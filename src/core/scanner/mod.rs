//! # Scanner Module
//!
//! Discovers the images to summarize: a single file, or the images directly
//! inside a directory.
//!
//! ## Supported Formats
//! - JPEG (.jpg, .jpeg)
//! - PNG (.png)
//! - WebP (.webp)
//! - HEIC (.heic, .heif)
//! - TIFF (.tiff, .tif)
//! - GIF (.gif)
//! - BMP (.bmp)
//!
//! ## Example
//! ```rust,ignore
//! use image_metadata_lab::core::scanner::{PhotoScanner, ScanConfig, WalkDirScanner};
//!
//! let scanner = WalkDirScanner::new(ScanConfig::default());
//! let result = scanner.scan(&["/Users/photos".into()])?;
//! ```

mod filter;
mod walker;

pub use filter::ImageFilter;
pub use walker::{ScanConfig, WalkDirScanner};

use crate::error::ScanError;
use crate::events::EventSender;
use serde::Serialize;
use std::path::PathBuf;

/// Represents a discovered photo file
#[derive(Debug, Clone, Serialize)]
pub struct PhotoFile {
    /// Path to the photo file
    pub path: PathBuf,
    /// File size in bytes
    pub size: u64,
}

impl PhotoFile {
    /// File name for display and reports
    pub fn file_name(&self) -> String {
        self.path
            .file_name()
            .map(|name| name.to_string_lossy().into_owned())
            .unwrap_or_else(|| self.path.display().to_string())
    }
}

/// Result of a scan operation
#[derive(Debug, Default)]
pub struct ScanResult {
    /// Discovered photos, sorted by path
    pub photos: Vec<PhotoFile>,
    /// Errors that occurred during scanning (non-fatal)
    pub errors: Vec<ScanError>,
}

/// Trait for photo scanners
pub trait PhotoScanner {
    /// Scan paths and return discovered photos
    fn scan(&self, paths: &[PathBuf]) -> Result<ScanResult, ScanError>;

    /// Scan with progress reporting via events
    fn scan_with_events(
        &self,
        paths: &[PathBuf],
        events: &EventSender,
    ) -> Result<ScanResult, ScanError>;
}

---

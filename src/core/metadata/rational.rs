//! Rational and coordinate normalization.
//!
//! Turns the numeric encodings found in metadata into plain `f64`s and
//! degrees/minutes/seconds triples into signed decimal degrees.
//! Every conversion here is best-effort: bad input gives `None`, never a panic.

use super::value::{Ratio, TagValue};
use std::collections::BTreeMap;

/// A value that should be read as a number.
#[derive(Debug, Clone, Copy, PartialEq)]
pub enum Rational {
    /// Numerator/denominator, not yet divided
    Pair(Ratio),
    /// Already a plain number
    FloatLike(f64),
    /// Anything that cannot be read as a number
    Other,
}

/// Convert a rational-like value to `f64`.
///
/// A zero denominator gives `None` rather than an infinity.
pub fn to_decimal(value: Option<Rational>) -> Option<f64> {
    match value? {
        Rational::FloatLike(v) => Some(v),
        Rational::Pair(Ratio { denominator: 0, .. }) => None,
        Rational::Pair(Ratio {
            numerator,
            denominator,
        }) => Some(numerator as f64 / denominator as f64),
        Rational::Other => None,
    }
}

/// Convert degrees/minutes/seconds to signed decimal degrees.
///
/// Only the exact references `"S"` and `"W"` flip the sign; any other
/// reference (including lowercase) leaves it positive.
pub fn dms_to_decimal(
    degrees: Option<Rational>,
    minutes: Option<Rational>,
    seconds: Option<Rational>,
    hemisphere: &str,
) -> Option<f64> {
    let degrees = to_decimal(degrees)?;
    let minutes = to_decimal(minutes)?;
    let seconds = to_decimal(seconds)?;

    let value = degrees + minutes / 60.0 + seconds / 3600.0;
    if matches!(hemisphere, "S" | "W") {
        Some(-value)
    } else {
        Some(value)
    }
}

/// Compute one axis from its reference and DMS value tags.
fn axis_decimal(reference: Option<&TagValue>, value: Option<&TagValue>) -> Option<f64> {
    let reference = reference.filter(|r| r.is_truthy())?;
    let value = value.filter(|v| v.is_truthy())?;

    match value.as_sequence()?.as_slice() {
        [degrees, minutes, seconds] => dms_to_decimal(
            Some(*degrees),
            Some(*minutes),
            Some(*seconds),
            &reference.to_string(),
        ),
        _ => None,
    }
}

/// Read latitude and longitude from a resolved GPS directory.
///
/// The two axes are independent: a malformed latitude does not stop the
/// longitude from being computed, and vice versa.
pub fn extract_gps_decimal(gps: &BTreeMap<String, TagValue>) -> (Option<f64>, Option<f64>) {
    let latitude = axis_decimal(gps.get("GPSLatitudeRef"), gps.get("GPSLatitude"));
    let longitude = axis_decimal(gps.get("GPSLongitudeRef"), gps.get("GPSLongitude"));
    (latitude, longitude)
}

---

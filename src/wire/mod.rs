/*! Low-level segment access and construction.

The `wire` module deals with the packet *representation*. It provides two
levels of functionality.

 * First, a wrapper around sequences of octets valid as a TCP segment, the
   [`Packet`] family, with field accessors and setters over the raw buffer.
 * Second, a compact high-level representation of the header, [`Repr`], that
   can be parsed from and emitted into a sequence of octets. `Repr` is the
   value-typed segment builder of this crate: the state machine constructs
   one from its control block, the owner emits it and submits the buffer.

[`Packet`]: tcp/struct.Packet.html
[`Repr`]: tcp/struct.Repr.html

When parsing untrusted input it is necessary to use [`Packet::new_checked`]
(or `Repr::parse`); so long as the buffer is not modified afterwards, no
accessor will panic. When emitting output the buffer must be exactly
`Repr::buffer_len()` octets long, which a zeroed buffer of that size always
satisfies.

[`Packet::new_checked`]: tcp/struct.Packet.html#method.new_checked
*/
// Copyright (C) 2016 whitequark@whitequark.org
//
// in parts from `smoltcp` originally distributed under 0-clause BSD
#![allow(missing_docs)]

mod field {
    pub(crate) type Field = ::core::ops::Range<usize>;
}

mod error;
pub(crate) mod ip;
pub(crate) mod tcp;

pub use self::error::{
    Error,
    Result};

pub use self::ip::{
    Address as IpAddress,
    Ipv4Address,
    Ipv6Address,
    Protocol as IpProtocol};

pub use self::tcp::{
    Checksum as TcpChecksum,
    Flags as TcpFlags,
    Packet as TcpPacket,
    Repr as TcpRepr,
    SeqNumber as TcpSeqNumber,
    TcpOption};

---

▶ [Problem requirements]
Give back, unchanged, the run of lines in the listing above that begins at the line containing "filename src/core/scanner/mod.rs" and ends at the line containing "pub fn file_name(&self)", both included.

▶ [Exercise answer]
filename src/core/scanner/mod.rs
//! # Scanner Module
//!
//! Discovers the images to summarize: a single file, or the images directly
//! inside a directory.
//!
//! ## Supported Formats
//! - JPEG (.jpg, .jpeg)
//! - PNG (.png)
//! - WebP (.webp)
//! - HEIC (.heic, .heif)
//! - TIFF (.tiff, .tif)
//! - GIF (.gif)
//! - BMP (.bmp)
//!
//! ## Example
//! ```rust,ignore
//! use image_metadata_lab::core::scanner::{PhotoScanner, ScanConfig, WalkDirScanner};
//!
//! let scanner = WalkDirScanner::new(ScanConfig::default());
//! let result = scanner.scan(&["/Users/photos".into()])?;
//! ```

mod filter;
mod walker;

pub use filter::ImageFilter;
pub use walker::{ScanConfig, WalkDirScanner};

use crate::error::ScanError;
use crate::events::EventSender;
use serde::Serialize;
use std::path::PathBuf;

/// Represents a discovered photo file
#[derive(Debug, Clone, Serialize)]
pub struct PhotoFile {
    /// Path to the photo file
    pub path: PathBuf,
    /// File size in bytes
    pub size: u64,
}

impl PhotoFile {
    /// File name for display and reports
    pub fn file_name(&self) -> String {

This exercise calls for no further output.